The World Is Yours by Arch Enemy
There was only so much
You could take
There was only so much
You could tolerate
When the bough breaks, the empire will fall
Fronted by the AMAZING Alissa White-Gluz, Arch Enemy has always been a band about not caring about other’s rules. They’ve been a female fronted band for 20 years after the departure of their only male vocalist. And they’ve been a BETTER band for having that diversity over the years! Alissa’s lyrics in the World Is Yours clearly a call for women to stand up and not take shit from male dominated spaces. Clearly, she lives her values by being a kick ass woman in a kick ass metal band.
Blackened by Metallica
Blackened is the end
Winter it will send
Throwing all you see
Death of Mother Earth
Never a rebirth
Never will it mend
No way I could post about heavy metal and NOT include my main band Metallica! Blackened isn’t the first heavy metal song about how humans are destroying the planet – perhaps that was Black Sabbath’s Hole In the Sky – but it is my favorite. Justice cannot end with humanity. We must rise up and take better care of our world. When nature is out of sync, humanity suffers. The earth in general seems to chaos – polar ice caps are at their lowest levels in recorded history, wild fires are burning large swaths of the world over, freak weather occurrences happen with regularity, pollution is overpowering the Pacific ocean, etc. If man is a product of our environment, then it’s no wonder we seem to be on tilt. The earth isn’t doing well… people aren’t doing well… We need to treat our Mother better, or there’s no point in social justice, as the world won’t be habitable enough to support us.
Rise Inside by Killswitch Engage
Free your mind
Raise your fist
We stand in defiance
Of hatred and deception
If I stand alone
I will fight for you
The time has come to
Make a difference
Why have we forsaken love
The time has come to
Raise our voices
So rise up and fight with me
Second only to Metallica, Killswitch Engage has influenced me more than any other band. Rise Inside, in particular, is a song with immortal lyrics. Today, it seems not more than ever, we need to read the lyrics of Jesse Leech and implement them deep within ourselves. Love overcomes. Hatred destroys us all.

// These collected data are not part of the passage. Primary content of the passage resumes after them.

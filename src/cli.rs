//! Command-line interface for the scraper.
//!
//! Every option can also be set through an environment variable. Dates
//! default to a window from 100 days ago to tomorrow.

use crate::discover::DateWindow;
use crate::error::ScrapeError;
use crate::models::{DATE_FORMAT, DocumentType};
use crate::rate::{MAX_DELAY, MIN_DELAY};
use crate::scrape::ScrapeConfig;
use chrono::{Days, Local, NaiveDate};
use clap::Parser;
use std::path::PathBuf;
use std::time::Duration;

/// Command-line arguments for the scraper.
///
/// # Examples
///
/// ```sh
/// # Default window, default seeds
/// eestipank_scraper ./out/result.json
///
/// # Explicit window and a single listing page
/// eestipank_scraper ./out/jan.json --start-date 2024-01-01 --end-date 2024-01-31 \
///     --seed https://www.eestipank.ee/blogi
/// ```
#[derive(Parser, Debug)]
#[command(author, version, about)]
pub struct Cli {
    /// Path of the JSON result file to write
    pub output: PathBuf,

    /// First day of the query window (YYYY-MM-DD); defaults to 100 days ago
    #[arg(long, env = "SCRAPER_START_DATE")]
    pub start_date: Option<String>,

    /// Last day of the query window (YYYY-MM-DD); defaults to tomorrow
    #[arg(long, env = "SCRAPER_END_DATE")]
    pub end_date: Option<String>,

    /// Site root used to build the default seed URLs
    #[arg(long, env = "SCRAPER_BASE_URL", default_value = "https://www.eestipank.ee")]
    pub base_url: String,

    /// Listing page to start from; repeat to give several. Replaces the defaults.
    #[arg(long = "seed", value_name = "URL")]
    pub seeds: Vec<String>,

    /// Initial delay between requests, in seconds
    #[arg(long, env = "SCRAPER_DELAY", default_value_t = 1.0)]
    pub delay: f64,

    /// Upper bound for rendering a fetched page, in seconds
    #[arg(long, env = "SCRAPER_RENDER_TIMEOUT", default_value_t = 20)]
    pub render_timeout: u64,

    /// Directory for the per-run log file
    #[arg(long, env = "SCRAPER_LOG_DIR", default_value = ".")]
    pub log_dir: PathBuf,

    /// Do not write a per-run log file
    #[arg(long)]
    pub no_log_file: bool,

    /// Language code used when detection fails
    #[arg(long, env = "SCRAPER_DEFAULT_LANGUAGE", default_value = "et")]
    pub default_language: String,

    /// Document type recorded for scraped documents
    #[arg(long, env = "SCRAPER_DOCUMENT_TYPE", default_value = "press_release")]
    pub document_type: DocumentType,
}

impl Cli {
    /// Resolve defaults and build the runtime configuration, using `today`
    /// for the default window.
    ///
    /// # Errors
    ///
    /// Returns [`ScrapeError::Config`] for an unparseable date, a window that
    /// ends before it starts, a delay outside `0..=3600` seconds, or a default
    /// language that is not two letters.
    pub fn scrape_config(&self, today: NaiveDate) -> Result<ScrapeConfig, ScrapeError> {
        let start = match &self.start_date {
            Some(raw) => parse_date("start date", raw)?,
            None => today - Days::new(100),
        };
        let end = match &self.end_date {
            Some(raw) => parse_date("end date", raw)?,
            None => today + Days::new(1),
        };
        if end < start {
            return Err(ScrapeError::Config(format!(
                "end date {end} is before start date {start}"
            )));
        }
        if !(MIN_DELAY..=MAX_DELAY).contains(&self.delay) {
            return Err(ScrapeError::Config(format!(
                "delay {} is outside {MIN_DELAY}..={MAX_DELAY} seconds",
                self.delay
            )));
        }
        if self.default_language.chars().count() != 2 {
            return Err(ScrapeError::Config(format!(
                "default language {:?} is not a two-letter code",
                self.default_language
            )));
        }

        Ok(ScrapeConfig {
            base_url: self.base_url.clone(),
            seeds: self.seeds.clone(),
            window: DateWindow::new(start, end),
            initial_delay: self.delay,
            render_timeout: Duration::from_secs(self.render_timeout),
            default_language: self.default_language.to_ascii_lowercase(),
            document_type: self.document_type,
        })
    }

    /// [`Cli::scrape_config`] with the local calendar date as today.
    pub fn scrape_config_now(&self) -> Result<ScrapeConfig, ScrapeError> {
        self.scrape_config(Local::now().date_naive())
    }
}

fn parse_date(what: &str, raw: &str) -> Result<NaiveDate, ScrapeError> {
    NaiveDate::parse_from_str(raw.trim(), DATE_FORMAT)
        .map_err(|e| ScrapeError::Config(format!("{what} {raw:?} is not YYYY-MM-DD: {e}")))
}

#[cfg(test)]
mod tests {
    use super::*;

    fn ymd(y: i32, m: u32, d: u32) -> NaiveDate {
        NaiveDate::from_ymd_opt(y, m, d).unwrap()
    }

    #[test]
    fn test_cli_parsing() {
        let cli = Cli::parse_from([
            "eestipank_scraper",
            "./out.json",
            "--start-date",
            "2024-01-01",
            "--end-date",
            "2024-01-31",
        ]);

        assert_eq!(cli.output, PathBuf::from("./out.json"));
        assert_eq!(cli.start_date.as_deref(), Some("2024-01-01"));
        assert_eq!(cli.base_url, "https://www.eestipank.ee");
        assert_eq!(cli.document_type, DocumentType::PressRelease);
        assert!(cli.seeds.is_empty());
    }

    #[test]
    fn test_repeated_seeds_and_document_type() {
        let cli = Cli::parse_from([
            "eestipank_scraper",
            "out.json",
            "--seed",
            "https://www.eestipank.ee/blogi",
            "--seed",
            "https://www.eestipank.ee/en/press/2024",
            "--document-type",
            "speech",
            "--no-log-file",
        ]);

        assert_eq!(cli.seeds.len(), 2);
        assert_eq!(cli.document_type, DocumentType::Speech);
        assert!(cli.no_log_file);
    }

    #[test]
    fn test_default_window_is_relative_to_today() {
        let cli = Cli::parse_from(["eestipank_scraper", "out.json"]);
        let config = cli.scrape_config(ymd(2024, 4, 10)).unwrap();

        assert_eq!(config.window.start, ymd(2024, 1, 1));
        assert_eq!(config.window.end, ymd(2024, 4, 11));
        assert_eq!(config.render_timeout, Duration::from_secs(20));
        assert_eq!(config.default_language, "et");
    }

    #[test]
    fn test_bad_date_is_rejected() {
        let cli = Cli::parse_from(["eestipank_scraper", "out.json", "--start-date", "1.1.2024"]);
        assert!(matches!(
            cli.scrape_config(ymd(2024, 4, 10)),
            Err(ScrapeError::Config(_))
        ));
    }

    #[test]
    fn test_out_of_range_delay_is_rejected() {
        for delay in ["--delay=1e20", "--delay=-1", "--delay=NaN"] {
            let cli = Cli::parse_from(["eestipank_scraper", "out.json", delay]);
            let err = cli.scrape_config(ymd(2024, 4, 10)).unwrap_err();
            assert!(err.to_string().contains("delay"), "{delay}: {err}");
        }
        let cli = Cli::parse_from(["eestipank_scraper", "out.json", "--delay", "0"]);
        assert_eq!(cli.scrape_config(ymd(2024, 4, 10)).unwrap().initial_delay, 0.0);
    }

    #[test]
    fn test_inverted_window_is_rejected() {
        let cli = Cli::parse_from([
            "eestipank_scraper",
            "out.json",
            "--start-date",
            "2024-02-01",
            "--end-date",
            "2024-01-01",
        ]);
        let err = cli.scrape_config(ymd(2024, 4, 10)).unwrap_err();
        assert!(err.to_string().contains("before start date"));
    }
}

Killing in the Name by Rage Against the Machine
F*** you, I won’t do what you tell me!
The song has simple lyrics. Simple lyrics can sometimes be the most impactful. Recently, this song has enjoyed renewed interest as the anthem to many worldwide protests happening in the wake of George Floyd’s murder. It’s easy to see why. People are fed up, and I think this lyric, while crude, is incredibly relatable on a human level. As Frederick Douglas once spoke, and I paraphrase, the moment we gain true freedom isn’t when we lose our shackles. It’s when our master says “yes” and we say “no.”